WHAT YOU ARE ASKED TO DO:
The answer must consist of every line from the data that holds "replicates".

INPUT FOR THIS TASK:

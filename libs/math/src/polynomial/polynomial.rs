//! Polynomials in a finite field.

use crate::fields::Field;

/// A polynomial, represented by its coefficients in ascending degree order.
#[derive(Debug, Clone, PartialEq)]
pub struct Polynomial<F>
where
    F: Field,
{
    coefficients: Vec<F::Element>,
}

impl<F: Field> Polynomial<F> {
    /// Creates a new polynomial from its coefficients.
    pub fn new(coefficients: Vec<F::Element>) -> Polynomial<F> {
        Polynomial { coefficients }
    }

    /// Appends the next-higher-degree coefficient.
    pub fn add_coefficient(&mut self, coefficient: F::Element) {
        self.coefficients.push(coefficient);
    }

    /// The coefficients in ascending degree order.
    pub fn coefficients(&self) -> &[F::Element] {
        &self.coefficients
    }

    /// The degree of the polynomial.
    pub fn degree(&self) -> usize {
        self.coefficients.len().saturating_sub(1)
    }

    /// Evaluates the polynomial at an abscissa using Horner's method.
    pub fn eval_at(&self, x: &F::Inner) -> F::Element {
        self.eval(&F::as_element(*x))
    }

    /// Evaluates the polynomial at a field element using Horner's method.
    pub fn eval(&self, x: &F::Element) -> F::Element {
        let mut result = F::ZERO;
        for coefficient in self.coefficients.iter().rev() {
            result = result * x + coefficient;
        }
        result
    }
}
//! Protocol sessions.
//!
//! A session binds one party's protocol state to one network configuration:
//! the party set, the threshold, the secret sharer with its memoized
//! reconstruction vectors, and the pool of precomputed double sharings. All
//! configuration is an explicit value; two sessions never share state.

use crate::{
    multiplication::mult_atlas::{AtlasCreateError, AtlasMultState, AtlasMultStateMessage},
    multiplication::mult_shares::OperandShares,
    random::double_sharing::DoubleSharingPool,
};
use basic_types::PartyId;
use math_lib::modular::Prime;
use shamir_sharing::{
    protocol::ShamirError,
    secret_sharer::{SecretSharerProperties, ShamirSecretSharer},
};
use state_machine::state::RecipientMessage;
use std::{path::PathBuf, sync::Arc};

/// The security the external transport provides.
///
/// The engine does not implement transport; it refuses to run over a channel
/// the deployment declares as plaintext, since share secrecy assumes a
/// non-eavesdropping network.
#[derive(Clone, Copy, Debug, Eq, PartialEq)]
pub enum TransportSecurity {
    /// The transport authenticates and encrypts party-to-party channels.
    EncryptedAuthenticated,

    /// The transport moves plaintext.
    Plaintext,
}

/// The configuration of a protocol session.
#[derive(Clone, Debug)]
pub struct SessionConfig {
    /// The ids of every participating party.
    pub parties: Vec<PartyId>,

    /// Our own party id.
    pub local_party_id: PartyId,

    /// The threshold degree `t` of sharing polynomials.
    pub polynomial_degree: u64,

    /// The security the transport declares.
    pub transport: TransportSecurity,

    /// Permits a zero threshold, which replicates values in the clear.
    ///
    /// Degree zero has no secrecy whatsoever and must be opted into
    /// explicitly.
    pub allow_plaintext_replication: bool,

    /// How many authenticated results a SPDZ-wise session accumulates
    /// before a MAC check is due.
    pub mac_batch_size: usize,

    /// Where to cache the hyper-invertible matrix, if anywhere.
    pub matrix_cache_dir: Option<PathBuf>,
}

impl SessionConfig {
    /// Constructs a configuration with the default knobs.
    pub fn new(
        parties: Vec<PartyId>,
        local_party_id: PartyId,
        polynomial_degree: u64,
        transport: TransportSecurity,
    ) -> Self {
        Self {
            parties,
            local_party_id,
            polynomial_degree,
            transport,
            allow_plaintext_replication: false,
            mac_batch_size: 128,
            matrix_cache_dir: None,
        }
    }
}

/// The session configuration is unusable.
#[derive(Debug, thiserror::Error)]
pub enum ConfigError {
    /// The threshold does not leave an honest majority: multiplication
    /// requires `2t < n`.
    #[error("{parties} parties cannot run threshold {degree}: need more than twice the threshold")]
    InsufficientParties {
        /// The configured party count.
        parties: usize,
        /// The configured threshold degree.
        degree: u64,
    },

    /// Degree zero replication without the explicit opt-in flag.
    #[error("zero threshold replicates plaintext; enable allow_plaintext_replication to accept that")]
    PlaintextReplication,

    /// The local party is not part of the configured party set.
    #[error("local party is not in the party set")]
    LocalPartyNotIncluded,

    /// The transport does not protect the shares in transit.
    #[error("refusing to run over a plaintext transport")]
    InsecureTransport,

    /// The underlying sharer could not be built.
    #[error(transparent)]
    Shamir(#[from] ShamirError),
}

/// One party's protocol session.
pub struct Session<T: Prime> {
    config: SessionConfig,
    secret_sharer: Arc<ShamirSecretSharer<T>>,
    double_sharings: DoubleSharingPool<T>,
    king_cursor: usize,
}

impl<T: Prime> Session<T> {
    /// Constructs a session, validating the configuration.
    pub fn new(config: SessionConfig) -> Result<Self, ConfigError> {
        if config.transport != TransportSecurity::EncryptedAuthenticated {
            return Err(ConfigError::InsecureTransport);
        }
        if !config.parties.contains(&config.local_party_id) {
            return Err(ConfigError::LocalPartyNotIncluded);
        }
        if config.polynomial_degree == 0 && !config.allow_plaintext_replication {
            return Err(ConfigError::PlaintextReplication);
        }
        let party_count = config.parties.len() as u64;
        if party_count <= config.polynomial_degree.saturating_mul(2) {
            return Err(ConfigError::InsufficientParties {
                parties: config.parties.len(),
                degree: config.polynomial_degree,
            });
        }
        let secret_sharer = match &config.matrix_cache_dir {
            Some(dir) => ShamirSecretSharer::new_with_matrix_cache(
                config.local_party_id.clone(),
                config.polynomial_degree,
                config.parties.clone(),
                dir,
            )?,
            None => ShamirSecretSharer::new(
                config.local_party_id.clone(),
                config.polynomial_degree,
                config.parties.clone(),
            )?,
        };
        Ok(Self {
            config,
            secret_sharer: Arc::new(secret_sharer),
            double_sharings: DoubleSharingPool::default(),
            king_cursor: 0,
        })
    }

    /// The session configuration.
    pub fn config(&self) -> &SessionConfig {
        &self.config
    }

    /// The secret sharer bound to this session.
    pub fn secret_sharer(&self) -> Arc<ShamirSecretSharer<T>> {
        self.secret_sharer.clone()
    }

    /// The double sharing pool.
    pub fn double_sharings(&self) -> &DoubleSharingPool<T> {
        &self.double_sharings
    }

    /// A mutable handle on the double sharing pool, for refilling it from a
    /// generation run.
    pub fn double_sharings_mut(&mut self) -> &mut DoubleSharingPool<T> {
        &mut self.double_sharings
    }

    /// Starts an ATLAS multiplication batch.
    ///
    /// Consumes one double sharing per multiplication from the pool and
    /// advances the king rotation by the batch size, so masking load spreads
    /// round-robin across batches.
    pub fn atlas_mult(
        &mut self,
        operands: Vec<OperandShares<T>>,
    ) -> Result<(AtlasMultState<T>, Vec<RecipientMessage<PartyId, AtlasMultStateMessage>>), AtlasCreateError> {
        let doubles = self.double_sharings.pop_many(operands.len())?;
        let king_base = self.king_cursor;
        self.king_cursor = (self.king_cursor + operands.len()) % self.secret_sharer.party_count();
        AtlasMultState::new(operands, doubles, king_base, self.secret_sharer.clone())
    }
}
//! Protocol errors.

use crate::party::TooManyParties;
use math_lib::{errors::InterpolationError, matrix::MatrixError};
use thiserror::Error;

/// The Shamir protocol could not be constructed.
#[derive(Error, Debug)]
pub enum ShamirError {
    /// The polynomial degree is too high for the number of parties.
    #[error("polynomial degree too high for party count")]
    TooHighDegree,

    /// An integer conversion overflowed.
    #[error("arithmetic error")]
    Arithmetic,

    /// The party list could not be mapped to abscissas.
    #[error(transparent)]
    PartyMapping(#[from] TooManyParties),

    /// The interpolator could not be built.
    #[error("interpolation setup: {0}")]
    Interpolation(#[from] InterpolationError),

    /// The hyper-invertible matrix could not be built.
    #[error("matrix setup: {0}")]
    Matrix(#[from] MatrixError),

    /// The cached hyper-invertible matrix could not be read or written.
    #[error("matrix cache: {0}")]
    MatrixCache(String),
}

/// A secret could not be recovered from a set of shares.
#[derive(Error, Debug)]
pub enum RecoverSecretError {
    /// A share was submitted by an unknown party.
    #[error("party not found")]
    PartyNotFound,

    /// Not enough shares were provided for the requested recovery.
    #[error("not enough shares")]
    NotEnoughShares,

    /// The shares do not lie on a single degree-bounded polynomial.
    ///
    /// This is the detection signal for a maliciously altered sharing; the
    /// recovered value cannot be trusted and is not returned.
    #[error("inconsistent sharing")]
    Inconsistent,

    /// Interpolation failed.
    #[error(transparent)]
    Interpolation(#[from] InterpolationError),
}

/// The hyper-invertible mapping failed.
#[derive(Error, Debug)]
pub enum HyperMapError {
    /// An integer conversion overflowed.
    #[error("arithmetic error")]
    Arithmetic,

    /// The underlying matrix operation failed.
    #[error(transparent)]
    Matrix(#[from] MatrixError),
}

/// A reconstruction vector could not be produced.
#[derive(Error, Debug)]
pub enum RecVectorError {
    /// The requested window is larger than the party count.
    #[error("window larger than party count")]
    WindowTooLarge,

    /// The requested window is empty.
    #[error("empty window")]
    EmptyWindow,

    /// The coefficients could not be computed.
    #[error(transparent)]
    Interpolation(#[from] InterpolationError),
}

EXERCISE RESPONSE:
    /// Permits a zero threshold, which replicates values in the clear.
    #[error("zero threshold replicates plaintext; enable allow_plaintext_replication to accept that")]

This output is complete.